EXERCISE GOAL
Look for the word "LocalDraftCache". Copy every line of the listing where it occurs.

DATASET EXCERPTS
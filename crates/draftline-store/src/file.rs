use std::fs;
use std::io::ErrorKind;
use std::path::{Path, PathBuf};

use draftline_core::{
    decode_record, encode_record, now_rfc3339, peek_key, CachedDraftRecord, DraftSnapshot,
    StorageKey,
};

use crate::cache::{LocalDraftCache, StoreError};
use crate::{entry_id, lock_file, write_atomic};

/// Draft cache backed by one JSON file per key.
///
/// Layout: `{dir}/{entry_id}.json` holds the record, `{dir}/{entry_id}.lock`
/// serializes writers across processes.
#[derive(Debug, Clone)]
pub struct FileDraftCache {
    dir: PathBuf,
    max_bytes: Option<u64>,
}

impl FileDraftCache {
    pub fn new(dir: impl Into<PathBuf>) -> Self {
        Self {
            dir: dir.into(),
            max_bytes: None,
        }
    }

    /// Reject records larger than `limit` bytes.
    pub fn with_max_bytes(mut self, limit: u64) -> Self {
        self.max_bytes = Some(limit);
        self
    }

    pub fn dir(&self) -> &Path {
        &self.dir
    }

    pub fn entry_path(&self, key: &StorageKey) -> PathBuf {
        self.dir.join(format!("{}.json", entry_id(key)))
    }

    fn lock_path(&self, key: &StorageKey) -> PathBuf {
        self.dir.join(format!("{}.lock", entry_id(key)))
    }

    /// Every readable record in the cache, sorted by key.
    /// Entries that are corrupt or carry no key are skipped.
    pub fn entries(&self) -> Result<Vec<CachedDraftRecord>, StoreError> {
        let dir = match fs::read_dir(&self.dir) {
            Ok(d) => d,
            Err(e) if e.kind() == ErrorKind::NotFound => return Ok(Vec::new()),
            Err(e) => return Err(e.into()),
        };
        let mut records = Vec::new();
        for entry in dir {
            let path = entry?.path();
            if path.extension().and_then(|e| e.to_str()) != Some("json") {
                continue;
            }
            let raw = match fs::read_to_string(&path) {
                Ok(r) => r,
                Err(e) => {
                    tracing::warn!(path = %path.display(), error = %e, "skipping unreadable draft");
                    continue;
                }
            };
            let Some(key) = peek_key(&raw) else {
                continue;
            };
            if let Some(record) = decode_record(&key, &raw) {
                records.push(record);
            }
        }
        records.sort_by(|a, b| a.key.cmp(&b.key));
        Ok(records)
    }
}

impl FileDraftCache {
    /// Encode and store `record`. Callers hold the entry lock.
    fn put(&self, record: &CachedDraftRecord) -> Result<(), StoreError> {
        let data = encode_record(record)?;
        let bytes = data.len() as u64;
        if let Some(limit) = self.max_bytes {
            if bytes > limit {
                return Err(StoreError::QuotaExceeded {
                    key: record.key.clone(),
                    bytes,
                    limit,
                });
            }
        }
        write_atomic(&self.entry_path(&record.key), data.as_bytes())?;
        tracing::debug!(key = %record.key, bytes, restored = record.restored, "cached draft written");
        Ok(())
    }
}

impl LocalDraftCache for FileDraftCache {
    fn write(&self, key: &StorageKey, snapshot: &DraftSnapshot) -> Result<(), StoreError> {
        let _guard = lock_file(&self.lock_path(key))?;
        let restored = self.read(key).is_some_and(|r| r.restored);
        self.put(&CachedDraftRecord {
            key: key.clone(),
            snapshot: snapshot.clone(),
            saved_at: now_rfc3339(),
            restored,
        })
    }

    fn mark_restored(&self, key: &StorageKey) -> Result<(), StoreError> {
        if !self.dir.is_dir() {
            return Ok(());
        }
        let _guard = lock_file(&self.lock_path(key))?;
        match self.read(key) {
            Some(record) if !record.restored => self.put(&CachedDraftRecord {
                restored: true,
                ..record
            }),
            _ => Ok(()),
        }
    }

    fn read(&self, key: &StorageKey) -> Option<CachedDraftRecord> {
        let path = self.entry_path(key);
        let raw = match fs::read_to_string(&path) {
            Ok(r) => r,
            Err(e) if e.kind() == ErrorKind::NotFound => return None,
            Err(e) => {
                tracing::warn!(key = %key, error = %e, "cached draft unreadable");
                return None;
            }
        };
        decode_record(key, &raw)
    }

    fn clear(&self, key: &StorageKey) -> Result<(), StoreError> {
        if !self.dir.is_dir() {
            return Ok(());
        }
        let lock_path = self.lock_path(key);
        {
            let _guard = lock_file(&lock_path)?;
            match fs::remove_file(self.entry_path(key)) {
                Ok(()) => tracing::debug!(key = %key, "cached draft cleared"),
                Err(e) if e.kind() == ErrorKind::NotFound => {}
                Err(e) => return Err(e.into()),
            }
        }
        let _ = fs::remove_file(lock_path);
        Ok(())
    }
}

ANSWER TO THIS PROBLEM
use crate::cache::{LocalDraftCache, StoreError};
impl LocalDraftCache for FileDraftCache {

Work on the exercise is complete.